Christian Humer christian.humer at gmail.com
Sat Dec 21 05:53:42 PST 2013


Hi Stefan,

The Problem you are dealing with is that there is too much logic in your
Nodes. Truffle heavily relies on clean and short code that is produced from
the truffle tree to be fast. So most of the corner cases should be
specialized away and therefore should not be visible to the compiler. Use
the compiled method size which is printed after each compilation as a rough
metric for improvements in this area.

I analysed the potential performance problems in your code by using
-G:+TraceTruffleExpansion. If enabled the trace truffle expansion feature
prints the actual tree of your methods that got expanded while truffle
compilation. There is also another option -G:+TraceTruffleExpansionSource
which adds additional line numbers and source locations. This enables to
copy the output [1] into an eclipse stack trace console to easily navigate
between the methods.

I randomly took a method that got compiled when running [2] on the windows
command line. I think it was method [3]. I list a number of of minor and
major things that I've seen that should be optimized:


1) Major: (OptimizedCallTarget.java:214) Method.execute(Method.java:72)
This method calls a method #messageSendExecution which contains a lot of
control flow and allocations  [4] . Speculate on the fact that all of this
code is not required. It contains a while loop + a lot of exception
catches. I think on the fast-path it could just call the body of the method.

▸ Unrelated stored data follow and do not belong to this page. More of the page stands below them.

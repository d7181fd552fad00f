use log::*;
use sg_common::Price;
use snsgrow_engine::{
    db_types::{NewOrder, NewServiceLog, Order, OrderId, ServiceLogAction},
    traits::{OrderManagement, OrderUpdate},
    OrderFlowApi,
    SqliteDatabase,
};
use sqlx::{migrate::MigrateDatabase, Sqlite};

pub fn random_db_path() -> String {
    let dir = std::env::temp_dir();
    format!("sqlite://{}/sg_engine_test_{}.db", dir.display(), rand::random::<u64>())
}

/// A fresh, migrated database in the temp directory.
pub async fn prepare_test_env() -> SqliteDatabase {
    dotenvy::from_filename(".env.test").ok();
    let _ = env_logger::try_init();
    let url = random_db_path();
    Sqlite::create_database(&url).await.expect("Error creating database");
    let db = SqliteDatabase::new_with_url(&url, 5).await.expect("Error creating connection to database");
    db.migrate().await.expect("Error running DB migrations");
    debug!("🚀️ Test database ready at {url}");
    db
}

pub fn new_order(id: &str, email: &str, quantity: i64) -> NewOrder {
    NewOrder::new(OrderId::from(id), email, "101", "https://instagram.com/sg_test", quantity)
        .with_service_name("Instagram Followers [Real]")
        .with_total_price(Price::from_units(9))
}

/// Creates a paid order, i.e. one that is `processing` and waiting to be sent upstream.
pub async fn paid_order(db: &SqliteDatabase, id: &str, quantity: i64) -> Order {
    let api = OrderFlowApi::new(db.clone());
    api.create_order(new_order(id, "buyer@example.com", quantity)).await.expect("Error creating order");
    api.confirm_payment(&OrderId::from(id)).await.expect("Error confirming payment")
}

/// Creates a paid order that the provider has already accepted under `provider_id`.
pub async fn sent_order(db: &SqliteDatabase, id: &str, provider_id: &str, quantity: i64) -> Order {
    let order = paid_order(db, id, quantity).await;
    let update = OrderUpdate::default().with_provider_order(provider_id, "smmturk");
    let log = NewServiceLog::new(ServiceLogAction::OrderSent, "test fixture");
    db.record_order_change(order.id, update, log).await.expect("Error marking order as sent")
}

2) Major: Another major problem here is that you are mutating the Arguments
object using that FrameOnStackMarker [4]. Arguments should be usually
immutable. This also applies to Arguments#upValues. I am not sure if all of
this is a good idea performance wise.I think you can stick with it until
the other problems are fixed. However if you are still not getting good
performance we should revisit this thing.

3) Minor: You should also get rid of the array allocation in the Arguments
constructor. Or at least use @ExplodeLoop on it.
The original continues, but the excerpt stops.